Malgré les signes encourageants de croissance, la collecte de fonds de HD a mal démarré. Alors que la pandémie balayait le monde, les investisseurs se sont tournés vers les startups de télémédecine comme solution de soins de santé par défaut. Ho n’est pas d’accord avec la présomption.
« La télésanté fonctionne bien sur le marché occidental. En gros, tu parles au généraliste [general physician]vous obtenez une ordonnance et vous allez chez Walgreens pour obtenir vos anticorps, qui nécessitent une ordonnance », dit-il.
« Mais en Thaïlande, en Indonésie et au Vietnam, vous pouvez obtenir ce niveau de médicaments dans les pharmacies [over the counter]supprimant le besoin de télésanté.

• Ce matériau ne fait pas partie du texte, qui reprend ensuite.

//! The vendor API client.
//!
//! Every call runs through the same discipline: resolve the host through
//! the catalog, obtain a permit from the request ledger, perform the GET,
//! and on success cross-check the advertised app quotas against our
//! configuration. A disagreement there means every subsequent admission
//! decision would be made against wrong numbers, so it is fatal.

use std::time::Duration;

use http::StatusCode;
use serde_json::Value;
use tracing::debug;

use crate::endpoints;
use crate::error::{ApiError, GatherError};
use crate::ledger::RequestLedger;
use crate::ratelimits::{ApiKeyConfig, RateLimit};
use crate::regions::RegionalHosts;
use crate::types::{CurrentGameInfo, Matchlist, SummonerDto};

pub struct RiotApi {
    client: reqwest::Client,
    keys: ApiKeyConfig,
    hosts: RegionalHosts,
    ledger: RequestLedger,
}

impl RiotApi {
    pub fn new(keys: ApiKeyConfig, ledger: RequestLedger, request_timeout: Duration) -> Self {
        let client = reqwest::Client::builder()
            .user_agent("match-stalker gatherer")
            .timeout(request_timeout)
            .build()
            .expect("failed to construct reqwest client for the riot api");

        Self {
            client,
            keys,
            hosts: RegionalHosts,
            ledger,
        }
    }

    pub fn hosts(&self) -> &RegionalHosts {
        &self.hosts
    }

    pub async fn get_summoner(
        &self,
        region_name: &str,
        name: &str,
    ) -> Result<SummonerDto, GatherError> {
        let host = self.hosts.host_by_region(region_name)?;
        let uri = endpoints::summoner_by_name(host, name, &self.keys.key);
        let body = self
            .get(&uri, region_name, endpoints::METHOD_SUMMONER_BY_NAME)
            .await?;
        Ok(decode(&body, &uri)?)
    }

    /// Tier positions for one summoner, verbatim (the body is snapshotted
    /// into the tier history as-is).
    pub async fn get_tiers(
        &self,
        region_name: &str,
        summoner_id: i64,
    ) -> Result<Value, GatherError> {
        let host = self.hosts.host_by_region(region_name)?;
        let uri = endpoints::tiers_by_summoner_id(host, summoner_id, &self.keys.key);
        self.get(&uri, region_name, endpoints::METHOD_TIERS).await
    }

    pub async fn get_active_match(
        &self,
        region_name: &str,
        summoner_id: i64,
    ) -> Result<CurrentGameInfo, GatherError> {
        let host = self.hosts.host_by_region(region_name)?;
        let uri = endpoints::spectator_by_summoner_id(host, summoner_id, &self.keys.key);
        let body = self.get(&uri, region_name, endpoints::METHOD_OTHER).await?;
        Ok(decode(&body, &uri)?)
    }

    pub async fn get_matchlist(
        &self,
        region_name: &str,
        account_id: i64,
        end_time_ms: i64,
        begin_time_ms: i64,
    ) -> Result<Matchlist, GatherError> {
        let host = self.hosts.host_by_region(region_name)?;
        let uri = endpoints::matchlist_by_account_id(
            host,
            account_id,
            &self.keys.key,
            end_time_ms,
            begin_time_ms,
        );
        let body = self
            .get(&uri, region_name, endpoints::METHOD_MATCHLIST)
            .await?;
        Ok(decode(&body, &uri)?)
    }

    /// Match result, verbatim. Platform-scoped: the ledger key is the
    /// region the platform belongs to.
    pub async fn get_match_result(
        &self,
        platform_name: &str,
        match_id: i64,
    ) -> Result<Value, GatherError> {
        let host = self.hosts.host_by_platform(platform_name)?;
        let region = self.hosts.region_by_platform(platform_name)?;
        let uri = endpoints::match_by_match_id(host, match_id, &self.keys.key);
        self.get(&uri, region, endpoints::METHOD_MATCH_AND_TIMELINE)
            .await
    }

    /// Match timeline, verbatim. Shares a rate-limit class with results.
    pub async fn get_match_timeline(
        &self,
        platform_name: &str,
        match_id: i64,
    ) -> Result<Value, GatherError> {
        let host = self.hosts.host_by_platform(platform_name)?;
        let region = self.hosts.region_by_platform(platform_name)?;
        let uri = endpoints::timeline_by_match_id(host, match_id, &self.keys.key);
        self.get(&uri, region, endpoints::METHOD_MATCH_AND_TIMELINE)
            .await
    }

    /// The static-data CDN version list. The CDN is unmetered, no permit.
    pub async fn get_versions(&self) -> Result<Vec<String>, GatherError> {
        let body = self.get_unmetered(endpoints::VERSIONS).await?;
        Ok(decode(&body, endpoints::VERSIONS)?)
    }

    /// Fetch one static-data CDN document verbatim.
    pub async fn get_static(&self, uri: &str) -> Result<Value, GatherError> {
        self.get_unmetered(uri).await
    }

    async fn get(&self, uri: &str, region: &str, method: &str) -> Result<Value, GatherError> {
        let quotas = self.keys.applied_quotas(region, method)?;
        self.ledger
            .permit(&self.keys.key, region, method, uri, &quotas)
            .await?;

        let response = self.client.get(uri).send().await.map_err(ApiError::from)?;
        let status = response.status();
        let headers = response.headers().clone();
        let body = response.text().await.map_err(ApiError::from)?;

        metrics::counter!(
            "riot_api_requests_total",
            &[
                ("method", method.to_owned()),
                ("status", status.as_u16().to_string()),
            ]
        )
        .increment(1);

        if !status.is_success() {
            return Err(ApiError::Status {
                status,
                headers,
                body,
                uri: uri.to_owned(),
            }
            .into());
        }

        let advertised = headers
            .get("X-App-Rate-Limit")
            .and_then(|v| v.to_str().ok())
            .ok_or_else(|| {
                GatherError::RatelimitMismatch(
                    "response carried no X-App-Rate-Limit header".to_string(),
                )
            })?;
        validate_app_rate_limits(&self.keys.app_limits, advertised)?;

        serde_json::from_str(&body)
            .map_err(|error| {
                ApiError::Decode {
                    uri: uri.to_owned(),
                    error,
                }
                .into()
            })
    }

    async fn get_unmetered(&self, uri: &str) -> Result<Value, GatherError> {
        debug!(uri, "fetching static data");
        let response = self.client.get(uri).send().await.map_err(ApiError::from)?;
        let status = response.status();
        let body = response.text().await.map_err(ApiError::from)?;
        if !status.is_success() {
            return Err(ApiError::Status {
                status,
                headers: http::HeaderMap::new(),
                body,
                uri: uri.to_owned(),
            }
            .into());
        }
        serde_json::from_str(&body)
            .map_err(|error| {
                ApiError::Decode {
                    uri: uri.to_owned(),
                    error,
                }
                .into()
            })
    }
}

fn decode<T: for<'de> serde::Deserialize<'de>>(value: &Value, uri: &str) -> Result<T, ApiError> {
    T::deserialize(value).map_err(|error| ApiError::Decode {
        uri: uri.to_owned(),
        error,
    })
}

/// Compare the advertised app quotas (`n:w,n:w,…`) against the configured
/// ones, element-wise after sorting both by window length.
fn validate_app_rate_limits(
    configured: &[RateLimit],
    advertised_header: &str,
) -> Result<(), GatherError> {
    let mut advertised: Vec<(u32, u32)> = Vec::new();
    for pair in advertised_header.split(',') {
        let (count, window) = pair.split_once(':').ok_or_else(|| {
            GatherError::RatelimitMismatch(format!(
                "malformed X-App-Rate-Limit header: {advertised_header}"
            ))
        })?;
        let count: u32 = count.trim().parse().map_err(|_| {
            GatherError::RatelimitMismatch(format!(
                "malformed X-App-Rate-Limit header: {advertised_header}"
            ))
        })?;
        let window: u32 = window.trim().parse().map_err(|_| {
            GatherError::RatelimitMismatch(format!(
                "malformed X-App-Rate-Limit header: {advertised_header}"
            ))
        })?;
        advertised.push((count, window));
    }
    advertised.sort_by_key(|(_, window)| *window);

    let mut expected: Vec<&RateLimit> = configured.iter().collect();
    expected.sort_by_key(|limit| limit.window_seconds);

    if expected.len() != advertised.len() {
        return Err(GatherError::RatelimitMismatch(format!(
            "number of app rate limits differs: configured {}, advertised {advertised_header}",
            expected.len()
        )));
    }
    for (limit, (count, window)) in expected.iter().zip(advertised.iter()) {
        if limit.window_seconds != *window {
            return Err(GatherError::RatelimitMismatch(format!(
                "interval mismatch: configured {}s, advertised {advertised_header}",
                limit.window_seconds
            )));
        }
        if limit.max_requests != *count {
            return Err(GatherError::RatelimitMismatch(format!(
                "max-requests mismatch: configured {} per {}s, advertised {advertised_header}",
                limit.max_requests, limit.window_seconds
            )));
        }
    }
    Ok(())
}

#[cfg(test)]
mod tests {
    use super::*;

    fn configured() -> Vec<RateLimit> {
        vec![
            RateLimit { max_requests: 10, window_seconds: 1 },
            RateLimit { max_requests: 100, window_seconds: 10 },
            RateLimit { max_requests: 6000, window_seconds: 600 },
        ]
    }

    #[test]
    fn matching_limits_pass() {
        validate_app_rate_limits(&configured(), "10:1,100:10,6000:600").unwrap();
    }

    #[test]
    fn advertised_order_does_not_matter() {
        validate_app_rate_limits(&configured(), "6000:600,10:1,100:10").unwrap();
    }

    #[test]
    fn length_mismatch_is_fatal() {
        let err = validate_app_rate_limits(&configured(), "10:1,100:10").unwrap_err();
        assert!(matches!(err, GatherError::RatelimitMismatch(_)));
        assert!(err.is_fatal());
    }

    #[test]
    fn window_mismatch_is_fatal() {
        let err = validate_app_rate_limits(&configured(), "10:1,100:10,6000:3600").unwrap_err();
        assert!(matches!(err, GatherError::RatelimitMismatch(_)));
    }

    #[test]
    fn count_mismatch_is_fatal() {
        let err = validate_app_rate_limits(&configured(), "10:1,120:10,6000:600").unwrap_err();
        assert!(matches!(err, GatherError::RatelimitMismatch(_)));
    }

    #[test]
    fn malformed_header_is_fatal() {
        let err = validate_app_rate_limits(&configured(), "banana").unwrap_err();
        assert!(matches!(err, GatherError::RatelimitMismatch(_)));
    }
}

Les investisseurs prennent désormais conscience du potentiel de la HD, qui permet aux prestataires médicaux hors ligne de disposer de plateformes numériques plutôt que de les concurrencer. La startup a récemment clôturé un cycle de financement de 6 millions de dollars auprès de Partech Partners, M Venture Partners, AC Ventures, iSeed et Orvel Ventures. Il fait également partie d’un lot récent accepté dans le programme Asie du Sud-Est de Google for Startups Accelerator.